Go through the entries below and collect each line with the string "handler" in it.

**Data excerpts**.
□ □ □ □ □ □ □

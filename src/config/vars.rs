//! Environment variable interpolation for config files.
//!
//! Supports the following syntax:
//! - `$VAR` or `${VAR}` - substitute with env var value, error if missing
//! - `${VAR:-default}` - use default if VAR is unset or empty
//! - `$$` - escape sequence for literal `$`

use regex::Regex;
use std::env;
use std::sync::LazyLock;

static ENV_VAR_PATTERN: LazyLock<Regex> = LazyLock::new(|| {
    Regex::new(
        r"(?x)
        \$\$                           # Escape sequence $$
        |
        \$\{
            ([A-Za-z_][A-Za-z0-9_]*)   # Braced variable name
            (?:
                :-
                ([^}]*)                # Optional default value
            )?
        \}
        |
        \$([A-Za-z_][A-Za-z0-9_]*)     # Unbraced $VAR
        ",
    )
    .expect("Invalid regex pattern")
});

/// Interpolate environment variables in the given text.
///
/// Errors are accumulated so the user sees every missing variable at once.
pub fn interpolate(input: &str) -> Result<String, Vec<String>> {
    let mut errors = Vec::new();

    let text = ENV_VAR_PATTERN
        .replace_all(input, |caps: &regex::Captures| {
            let full_match = caps.get(0).unwrap().as_str();
            if full_match == "$$" {
                return "$".to_string();
            }

            let var_name = caps
                .get(1)
                .or_else(|| caps.get(3))
                .map(|m| m.as_str())
                .unwrap_or("");
            let default_value = caps.get(2).map(|m| m.as_str());

            match env::var(var_name) {
                Ok(value) if value.is_empty() && default_value.is_some() => {
                    default_value.unwrap_or("").to_string()
                }
                Ok(value) => value,
                Err(_) => {
                    if let Some(default) = default_value {
                        default.to_string()
                    } else {
                        errors.push(format!("environment variable '{var_name}' is not set"));
                        full_match.to_string()
                    }
                }
            }
        })
        .to_string();

    if errors.is_empty() {
        Ok(text)
    } else {
        Err(errors)
    }
}

#[cfg(test)]
mod tests {
    use super::*;
    use std::env;

    fn with_env_vars<F, R>(vars: &[(&str, Option<&str>)], f: F) -> R
    where
        F: FnOnce() -> R,
    {
        let originals: Vec<_> = vars.iter().map(|(k, _)| (*k, env::var(k).ok())).collect();

        // SAFETY: tests touch distinct FLURRY_TEST_* vars and restore them after
        for (key, value) in vars {
            match value {
                Some(v) => unsafe { env::set_var(key, v) },
                None => unsafe { env::remove_var(key) },
            }
        }

        let result = f();

        // SAFETY: restoring original environment state
        for (key, original) in originals {
            match original {
                Some(v) => unsafe { env::set_var(key, v) },
                None => unsafe { env::remove_var(key) },
            }
        }

        result
    }

    #[test]
    fn test_basic_substitution() {
        with_env_vars(&[("FLURRY_TEST_BASIC", Some("qemu:///session"))], || {
            let text = interpolate("uri: $FLURRY_TEST_BASIC").unwrap();
            assert_eq!(text, "uri: qemu:///session");
        });
    }

    #[test]
    fn test_braced_substitution() {
        with_env_vars(&[("FLURRY_TEST_BRACED", Some("30"))], || {
            let text = interpolate("interval_secs: ${FLURRY_TEST_BRACED}").unwrap();
            assert_eq!(text, "interval_secs: 30");
        });
    }

    #[test]
    fn test_missing_variable_error() {
        with_env_vars(&[("FLURRY_TEST_MISSING", None)], || {
            let errors = interpolate("uri: $FLURRY_TEST_MISSING").unwrap_err();
            assert_eq!(errors.len(), 1);
            assert!(errors[0].contains("FLURRY_TEST_MISSING"));
            assert!(errors[0].contains("not set"));
        });
    }

    #[test]
    fn test_default_value_when_unset() {
        with_env_vars(&[("FLURRY_TEST_UNSET", None)], || {
            let text = interpolate("uri: ${FLURRY_TEST_UNSET:-qemu:///system}").unwrap();
            assert_eq!(text, "uri: qemu:///system");
        });
    }

    #[test]
    fn test_default_value_when_empty() {
        with_env_vars(&[("FLURRY_TEST_EMPTY", Some(""))], || {
            let text = interpolate("uri: ${FLURRY_TEST_EMPTY:-qemu:///system}").unwrap();
            assert_eq!(text, "uri: qemu:///system");
        });
    }

    #[test]
    fn test_escape_sequence() {
        let text = interpolate("note: $$HOME is literal").unwrap();
        assert_eq!(text, "note: $HOME is literal");
    }
}
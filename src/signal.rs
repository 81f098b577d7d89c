//! Signal handling for graceful shutdown.

use tracing::info;

/// Wait for a shutdown signal (SIGINT or SIGTERM). Both trigger the same
/// graceful drain.
#[cfg(unix)]
pub async fn shutdown_signal() {
    use tokio::signal::unix::{SignalKind, signal};

    let mut sigint = signal(SignalKind::interrupt()).expect("Failed to set up SIGINT handler");
    let mut sigterm = signal(SignalKind::terminate()).expect("Failed to set up SIGTERM handler");

    tokio::select! {
        _ = sigint.recv() => {
            info!(message = "Signal received.", signal = "SIGINT");
        }
        _ = sigterm.recv() => {
            info!(message = "Signal received.", signal = "SIGTERM");
        }
    }
}

/// Wait for Ctrl-C on platforms without Unix signals.
#[cfg(not(unix))]
pub async fn shutdown_signal() {
    if tokio::signal::ctrl_c().await.is_ok() {
        info!(message = "Signal received.", signal = "ctrl-c");
    }
}

#[cfg(test)]
mod tests {
    use std::time::Duration;
    use tokio_util::sync::CancellationToken;

    #[tokio::test]
    async fn test_shutdown_token_is_shared() {
        let shutdown = CancellationToken::new();
        let shutdown_for_scheduler = shutdown.clone();

        shutdown.cancel();

        assert!(
            shutdown_for_scheduler.is_cancelled(),
            "Shutdown token clones should share cancellation state"
        );
    }

    #[tokio::test]
    async fn test_shutdown_cancellation_is_immediate() {
        let shutdown = CancellationToken::new();
        let shutdown_clone = shutdown.clone();

        let handle = tokio::spawn(async move {
            tokio::select! {
                _ = shutdown_clone.cancelled() => "cancelled",
                _ = tokio::time::sleep(Duration::from_secs(10)) => "timeout",
            }
        });

        shutdown.cancel();

        let result = tokio::time::timeout(Duration::from_millis(100), handle)
            .await
            .expect("task should complete quickly")
            .expect("task should not panic");

        assert_eq!(result, "cancelled");
    }
}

□ □ □ □ □ □ □

**Response for this exercise**.
    let mut sigint = signal(SignalKind::interrupt()).expect("Failed to set up SIGINT handler");
    let mut sigterm = signal(SignalKind::terminate()).expect("Failed to set up SIGTERM handler");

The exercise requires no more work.